С одной рукой своей он управляется лучше, чем большинство из нас с двумя. Без помощи мылся, брился, одевался; резал свой хлеб и чистил сапоги; в Палестине, потом в Галлиполи с одной рукой правил конем и стрелял из ружья. В его комнате был совершенно девичий порядок, платье было вычищено; все его обхождение было спокойно и учтиво; и он издавна был вегетарианец, социалист и ненавистник войны – только не из тех миролюбцев, которые прячут руки в карман и ждут, чтобы другие за них воевали.

В тот день нам долго разговаривать не пришлось: с ним вообще не приходилось долго разговаривать. Не принадлежа к цеху «умников», он именно поэтому умел сразу понять дело до конца и через четверть часа ответить да или нет. Тут он ответил: да.

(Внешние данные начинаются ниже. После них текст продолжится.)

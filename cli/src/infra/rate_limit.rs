//! Token-bucket implementation of the `RequestLimiter` port.

use std::sync::{Mutex, PoisonError};
use std::time::Duration;

use tokio::time::Instant;

use crate::application::ports::RequestLimiter;

/// Pause applied when the remote signals a rate limit without saying how long.
const DEFAULT_PENALTY: Duration = Duration::from_secs(60);

/// Process-wide request budget.
///
/// Reservations may drive the balance negative; the returned wait is the time
/// until the balance is repaid, so concurrent callers queue up fairly.
#[derive(Debug)]
pub struct TokenBucket {
    capacity: f64,
    refill_per_sec: f64,
    state: Mutex<BucketState>,
}

#[derive(Debug)]
struct BucketState {
    tokens: f64,
    updated: Instant,
    paused_until: Option<Instant>,
}

impl TokenBucket {
    #[must_use]
    pub fn new(capacity: u32, refill_per_sec: f64) -> Self {
        let capacity = f64::from(capacity.max(1));
        Self {
            capacity,
            refill_per_sec: if refill_per_sec > 0.0 { refill_per_sec } else { 1.0 },
            state: Mutex::new(BucketState {
                tokens: capacity,
                updated: Instant::now(),
                paused_until: None,
            }),
        }
    }

    fn refill(&self, state: &mut BucketState, now: Instant) {
        let elapsed = now.saturating_duration_since(state.updated).as_secs_f64();
        state.tokens = (state.tokens + elapsed * self.refill_per_sec).min(self.capacity);
        state.updated = now;
    }
}

impl RequestLimiter for TokenBucket {
    fn reserve(&self) -> Duration {
        let now = Instant::now();
        let mut state = self.state.lock().unwrap_or_else(PoisonError::into_inner);
        self.refill(&mut state, now);

        let mut wait = Duration::ZERO;
        if let Some(until) = state.paused_until {
            if until > now {
                wait = until - now;
            } else {
                state.paused_until = None;
            }
        }

        state.tokens -= 1.0;
        if state.tokens < 0.0 {
            let debt = Duration::from_secs_f64(-state.tokens / self.refill_per_sec);
            wait = wait.max(debt);
        }
        wait
    }

    fn penalize(&self, pause: Option<Duration>) {
        let now = Instant::now();
        let mut state = self.state.lock().unwrap_or_else(PoisonError::into_inner);
        self.refill(&mut state, now);
        let until = now + pause.unwrap_or(DEFAULT_PENALTY);
        state.paused_until = Some(state.paused_until.map_or(until, |p| p.max(until)));
        state.tokens = state.tokens.min(0.0);
    }
}

/// Limiter that never waits.
#[derive(Debug, Default, Clone, Copy)]
pub struct Unlimited;

impl RequestLimiter for Unlimited {
    fn reserve(&self) -> Duration {
        Duration::ZERO
    }

    fn penalize(&self, _pause: Option<Duration>) {}
}
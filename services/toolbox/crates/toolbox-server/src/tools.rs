//! MCP tool implementations for the pushbutan tool server.
//!
//! Exposes six tools via the `rmcp` `#[tool]` macro:
//!   - `list_gpu_instance_types`
//!   - `list_workflows`
//!   - `start_gpu_instance`
//!   - `stop_instance`
//!   - `get_instance_details`
//!   - `get_job_status`
//!
//! Start and stop only dispatch and resolve the run; callers follow up with
//! `get_job_status` and `get_instance_details`, since a launch outlives any
//! reasonable tool-call timeout.

use std::sync::Arc;

use rmcp::{
    ServerHandler,
    handler::server::{router::tool::ToolRouter, wrapper::Parameters},
    model::ServerInfo,
    tool, tool_handler, tool_router,
};
use schemars::JsonSchema;
use serde::{Deserialize, Serialize};

use pushbutan_cli::application::services::orchestrator::{Pushbutan, StartRequest};
use pushbutan_cli::domain::{RunHandle, RunId};
use pushbutan_cli::infra::github::GithubClient;
use pushbutan_cli::output::TracingReporter;
use pushbutan_common::{InstanceType, Os, TriggeredRun};

// ===================================================================
// Input structs
// ===================================================================

/// Input parameters for the `start_gpu_instance` tool.
#[derive(Debug, Clone, Deserialize, JsonSchema)]
pub struct StartGpuInstanceInput {
    /// `linux` (default) or `windows`.
    pub os: Option<String>,
    /// `g4dn.4xlarge` (default) or `p3.2xlarge`.
    pub instance_type: Option<String>,
    /// Hours before the instance terminates itself (default 24).
    pub lifetime_hours: Option<u32>,
    /// Branch of the provisioning scripts (default `main`).
    pub branch: Option<String>,
}

/// Input parameters for the `stop_instance` tool.
#[derive(Debug, Clone, Deserialize, JsonSchema)]
pub struct StopInstanceInput {
    /// EC2 instance id as reported by `get_instance_details`.
    pub instance_id: String,
}

/// Input parameters for the run-scoped tools.
#[derive(Debug, Clone, Deserialize, JsonSchema)]
pub struct RunIdInput {
    /// Workflow run id returned by `start_gpu_instance`.
    pub run_id: u64,
}

// ===================================================================
// Output structs
// ===================================================================

/// Output returned by the `list_gpu_instance_types` tool.
#[derive(Debug, Clone, Serialize)]
pub struct InstanceTypesOutput {
    pub instance_types: Vec<String>,
}

// ===================================================================
// PushbutanTools: the MCP server handler
// ===================================================================

/// MCP server handler sharing one engine across sessions, so concurrent
/// dispatches from different sessions never claim the same run.
#[derive(Clone)]
pub struct PushbutanTools {
    engine: Arc<Pushbutan<GithubClient>>,
    tool_router: ToolRouter<Self>,
}

impl std::fmt::Debug for PushbutanTools {
    fn fmt(&self, f: &mut std::fmt::Formatter<'_>) -> std::fmt::Result {
        f.debug_struct("PushbutanTools")
            .field("engine", &"<Pushbutan>")
            .finish()
    }
}

impl PushbutanTools {
    pub fn new(engine: Arc<Pushbutan<GithubClient>>) -> Self {
        Self {
            engine,
            tool_router: Self::tool_router(),
        }
    }
}

// -------------------------------------------------------------------
// Tool implementations
// -------------------------------------------------------------------

#[tool_router]
impl PushbutanTools {
    #[tool(description = "List the GPU instance types that can be launched.")]
    async fn list_gpu_instance_types(&self) -> Result<String, String> {
        to_json(&instance_types())
    }

    #[tool(description = "List the workflows defined in the repository.")]
    async fn list_workflows(&self) -> Result<String, String> {
        let workflows = self
            .engine
            .list_workflows()
            .await
            .map_err(|e| e.to_string())?;
        to_json(&workflows)
    }

    /// Dispatch a launch and return as soon as its run id is known.
    #[tool(description = "Start a GPU dev instance. Returns the run id; \
        poll get_job_status until ready, then call get_instance_details.")]
    async fn start_gpu_instance(
        &self,
        params: Parameters<StartGpuInstanceInput>,
    ) -> Result<String, String> {
        let request = start_request(params.0)?;
        tracing::info!(os = %request.os, instance_type = %request.instance_type, "start requested");
        let handle = self
            .engine
            .trigger_instance(&request, &TracingReporter)
            .await
            .map_err(|e| e.to_string())?;
        to_json(&triggered(&handle)?)
    }

    #[tool(description = "Stop a dev instance by its instance id. \
        Returns the run id of the teardown workflow.")]
    async fn stop_instance(&self, params: Parameters<StopInstanceInput>) -> Result<String, String> {
        let instance_id = params.0.instance_id;
        tracing::info!(instance_id = %instance_id, "stop requested");
        let handle = self
            .engine
            .trigger_stop(&instance_id, &TracingReporter)
            .await
            .map_err(|e| e.to_string())?;
        to_json(&triggered(&handle)?)
    }

    #[tool(description = "Get instance id, IP address, instance type and platform \
        from a finished launch run.")]
    async fn get_instance_details(&self, params: Parameters<RunIdInput>) -> Result<String, String> {
        let instance = self
            .engine
            .instance_details(RunId(params.0.run_id), false)
            .await
            .map_err(|e| e.to_string())?;
        to_json(&instance)
    }

    #[tool(description = "Get the state of a workflow run: ready, in_progress or failed.")]
    async fn get_job_status(&self, params: Parameters<RunIdInput>) -> Result<String, String> {
        let report = self
            .engine
            .run_status(RunId(params.0.run_id))
            .await
            .map_err(|e| e.to_string())?;
        to_json(&report)
    }
}

// -------------------------------------------------------------------
// ServerHandler implementation (via tool_handler macro)
// -------------------------------------------------------------------

#[tool_handler]
impl ServerHandler for PushbutanTools {
    fn get_info(&self) -> ServerInfo {
        ServerInfo {
            instructions: Some(
                "pushbutan: launch and stop GPU dev instances through GitHub Actions. \
                 Use start_gpu_instance, then get_job_status until ready, then \
                 get_instance_details."
                    .into(),
            ),
            ..Default::default()
        }
    }
}

// -------------------------------------------------------------------
// Helpers
// -------------------------------------------------------------------

fn instance_types() -> InstanceTypesOutput {
    InstanceTypesOutput {
        instance_types: InstanceType::ALL
            .iter()
            .map(|t| t.as_str().to_string())
            .collect(),
    }
}

/// Fill defaults and validate the enum-valued fields.
fn start_request(input: StartGpuInstanceInput) -> Result<StartRequest, String> {
    let defaults = StartRequest::default();
    let os = match input.os.as_deref() {
        None => defaults.os,
        Some(s) => s.parse::<Os>().map_err(|e| e.to_string())?,
    };
    let instance_type = match input.instance_type.as_deref() {
        None => defaults.instance_type,
        Some(s) => s.parse::<InstanceType>().map_err(|e| e.to_string())?,
    };
    Ok(StartRequest {
        os,
        instance_type,
        lifetime_hours: input.lifetime_hours.unwrap_or(defaults.lifetime_hours),
        branch: input.branch.unwrap_or(defaults.branch),
    })
}

fn triggered(handle: &RunHandle) -> Result<TriggeredRun, String> {
    handle
        .to_triggered()
        .ok_or_else(|| format!("run of {} was dispatched but never resolved", handle.workflow))
}

fn to_json<T: Serialize + ?Sized>(value: &T) -> Result<String, String> {
    serde_json::to_string(value).map_err(|e| format!("Serialization error: {e}"))
}
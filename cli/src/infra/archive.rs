//! Zip handling for run logs and artifacts.
//!
//! Both endpoints return zip archives. Member paths come from the remote and
//! are only ever joined onto a destination after `enclosed_name` sanitising.

use std::io::{Cursor, Read};
use std::path::{Path, PathBuf};

use zip::ZipArchive;

use crate::domain::{ApiError, LogFile};

fn open(bytes: &[u8]) -> Result<ZipArchive<Cursor<&[u8]>>, ApiError> {
    ZipArchive::new(Cursor::new(bytes)).map_err(|e| ApiError::Decode(format!("bad zip archive: {e}")))
}

/// Decode every `.txt` member, in archive order. Invalid UTF-8 is replaced.
///
/// # Errors
///
/// Returns `Decode` if the archive or a member is unreadable.
pub fn text_members(bytes: &[u8]) -> Result<Vec<LogFile>, ApiError> {
    let mut archive = open(bytes)?;
    let mut files = Vec::new();
    for index in 0..archive.len() {
        let mut member = archive
            .by_index(index)
            .map_err(|e| ApiError::Decode(format!("bad zip member {index}: {e}")))?;
        if member.is_dir() || !member.name().ends_with(".txt") {
            continue;
        }
        let name = member.name().to_string();
        let mut raw = Vec::new();
        member
            .read_to_end(&mut raw)
            .map_err(|e| ApiError::Decode(format!("cannot read {name}: {e}")))?;
        files.push(LogFile {
            name,
            content: String::from_utf8_lossy(&raw).into_owned(),
        });
    }
    Ok(files)
}

/// Unpack every file member under `dest`, returning the paths written.
///
/// Members whose names would escape `dest` are skipped.
///
/// # Errors
///
/// Returns `Decode` for a corrupt archive and `Io` if writing fails.
pub fn unpack(bytes: &[u8], dest: &Path) -> Result<Vec<PathBuf>, ApiError> {
    let mut archive = open(bytes)?;
    let mut written = Vec::new();
    for index in 0..archive.len() {
        let mut member = archive
            .by_index(index)
            .map_err(|e| ApiError::Decode(format!("bad zip member {index}: {e}")))?;
        let Some(relative) = member.enclosed_name() else {
            tracing::warn!(name = member.name(), "skipping archive member with unsafe path");
            continue;
        };
        let target = dest.join(relative);
        if member.is_dir() {
            std::fs::create_dir_all(&target).map_err(|e| io_error(&target, &e))?;
            continue;
        }
        if let Some(parent) = target.parent() {
            std::fs::create_dir_all(parent).map_err(|e| io_error(parent, &e))?;
        }
        let mut out = std::fs::File::create(&target).map_err(|e| io_error(&target, &e))?;
        std::io::copy(&mut member, &mut out).map_err(|e| io_error(&target, &e))?;
        written.push(target);
    }
    Ok(written)
}

fn io_error(path: &Path, err: &std::io::Error) -> ApiError {
    ApiError::Io(format!("{}: {err}", path.display()))
}
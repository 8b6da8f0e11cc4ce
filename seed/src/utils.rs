use std::{collections::HashSet, fs, path::Path};

use anyhow::{Context, Result};
use bank::NewQuestion;

use crate::models::Dump;

pub fn read_dump(path: &Path) -> Result<Dump> {
    let json = fs::read_to_string(path).with_context(|| format!("reading {}", path.display()))?;

    serde_json::from_str(&json).with_context(|| format!("parsing {}", path.display()))
}

pub fn tidy_question(question: &mut NewQuestion) {
    question.question = collapse(&question.question);
    question.answer = collapse(&question.answer);
}

pub fn collapse(input: &str) -> String {
    input.split_whitespace().collect::<Vec<_>>().join(" ")
}

/// Why a question cannot be loaded, if anything.
pub fn rejection(question: &NewQuestion, categories: &HashSet<i64>) -> Option<String> {
    let problems = question.problems();
    if !problems.is_empty() {
        return Some(problems.join(", "));
    }

    if !categories.contains(&question.category) {
        return Some(format!("unknown category {}", question.category));
    }

    None
}
use std::path::PathBuf;

use clap::Parser;

#[derive(Parser, Debug)]
#[command(author, version, about)]
struct Args {
    /// SQLite file to fill, created if missing
    database: PathBuf,

    /// JSON dump with categories and questions
    dump: PathBuf,

    /// Remove every existing category and question first
    #[arg(long)]
    reset: bool,
}

fn main() -> anyhow::Result<()> {
    let args = Args::parse();

    seed::load_bank(&args.database, &args.dump, args.reset)?;

    Ok(())
}
use std::{collections::HashSet, sync::Arc};

use axum::{
    Json,
    body::Bytes,
    extract::{
        Path, Query, State,
        rejection::{PathRejection, QueryRejection},
    },
    http::StatusCode,
};
use bank::{NewQuestion, QuizScope, select_question};
use tracing::info;

use crate::{
    error::AppError::{self, MalformedPayload, MethodNotAllowed, NotFound},
    payloads::{
        Categories, Created, Deleted, PageQuery, QuestionList, QuestionPage, QuizQuestion,
        QuizRequest, SearchRequest, category_map,
    },
    state::AppState,
    utils::{parse_json, validate_new_question, validate_page},
};

type Shared = State<Arc<AppState>>;

pub async fn categories_handler(State(state): Shared) -> Result<Json<Categories>, AppError> {
    let categories = state.store()?.categories()?;

    Ok(Json(Categories {
        success: true,
        categories: category_map(categories),
    }))
}

pub async fn questions_handler(
    State(state): Shared,
    query: Result<Query<PageQuery>, QueryRejection>,
) -> Result<Json<QuestionPage>, AppError> {
    let Query(query) = query.map_err(|_| MalformedPayload)?;
    let page = validate_page(query.page)?;

    let store = state.store()?;
    let (questions, total_questions) =
        store.questions_page(page, state.config.questions_per_page)?;

    if questions.is_empty() && page > 1 {
        return Err(NotFound);
    }

    Ok(Json(QuestionPage {
        success: true,
        questions,
        total_questions,
        categories: category_map(store.categories()?),
        current_category: None,
    }))
}

pub async fn category_questions_handler(
    State(state): Shared,
    category_id: Result<Path<i64>, PathRejection>,
) -> Result<Json<QuestionList>, AppError> {
    let Path(category_id) = category_id.map_err(|_| NotFound)?;

    let store = state.store()?;
    if store.category(category_id)?.is_none() {
        return Err(NotFound);
    }

    let questions = store.questions(QuizScope::Category(category_id))?;

    Ok(Json(QuestionList {
        success: true,
        total_questions: questions.len(),
        questions,
        current_category: Some(category_id),
    }))
}

pub async fn search_handler(
    State(state): Shared,
    body: Bytes,
) -> Result<Json<QuestionList>, AppError> {
    let request: SearchRequest = parse_json(&body)?;
    let questions = state.store()?.search(request.search_term.trim())?;

    Ok(Json(QuestionList {
        success: true,
        total_questions: questions.len(),
        questions,
        current_category: None,
    }))
}

pub async fn create_question_handler(
    State(state): Shared,
    body: Bytes,
) -> Result<(StatusCode, Json<Created>), AppError> {
    let question: NewQuestion = parse_json(&body)?;

    let store = state.store()?;
    validate_new_question(&store, &question)?;
    let created = store.insert_question(&question)?;

    info!("Created question {created} in category {}", question.category);

    Ok((
        StatusCode::CREATED,
        Json(Created {
            success: true,
            created,
        }),
    ))
}

pub async fn delete_question_handler(
    State(state): Shared,
    question_id: Result<Path<i64>, PathRejection>,
) -> Result<Json<Deleted>, AppError> {
    let Path(question_id) = question_id.map_err(|_| NotFound)?;

    if !state.store()?.delete_question(question_id)? {
        return Err(NotFound);
    }

    info!("Deleted question {question_id}");

    Ok(Json(Deleted {
        success: true,
        deleted: question_id,
    }))
}

pub async fn quizzes_handler(
    State(state): Shared,
    body: Bytes,
) -> Result<Json<QuizQuestion>, AppError> {
    let request: QuizRequest = parse_json(&body)?;
    let scope = QuizScope::from_payload(request.quiz_category.as_ref())?;
    let previous: HashSet<i64> = request.previous_questions.into_iter().collect();

    let store = state.store()?;
    if let Some(category_id) = scope.category_id()
        && store.category(category_id)?.is_none()
    {
        return Err(NotFound);
    }

    let pool = store.questions(scope)?;
    drop(store);

    let question = select_question(&pool, &previous, &mut rand::thread_rng())
        .question()
        .cloned();

    #[cfg(feature = "verbose")]
    info!(
        "Quiz {:?}: {} candidates, {} previous, picked {:?}",
        scope,
        pool.len(),
        previous.len(),
        question.as_ref().map(|q| q.id)
    );

    Ok(Json(QuizQuestion {
        success: true,
        question,
    }))
}

pub async fn not_found_handler() -> AppError {
    NotFound
}

pub async fn method_not_allowed_handler() -> AppError {
    MethodNotAllowed
}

Dечером мы – комитет попечения о беженцах – собрались на квартире у М. А. Марголиса; кроме хозяина, были тут иерусалимский врач доктор Вайц, в. Л. Глускин, Г. Н. Городецкий, американский турист Г. Каплан, З. Д. Левонтин, Трумпельдор, агроном Я. Г. Этингер и я. Перечисляю имена так тщательно, потому, что – выскажись то совещание против нашего плана – не о чем, вероятно, было бы теперь писать эту книгу. Но оно высказалось за: пятеро против двух, один воздержался. Протокол с датой 17 Адара 5675 года хранится у В. Л. Глускина в Тель-Авиве.

Через неделю мы созвали беженскую молодежь на собрание в бараке «Мафруза». Пришло около двухсот человек. За президентским столом сидел раввин Делла Пергола и другие члены беженского комитета, в том числе седой В. Л. Глускин.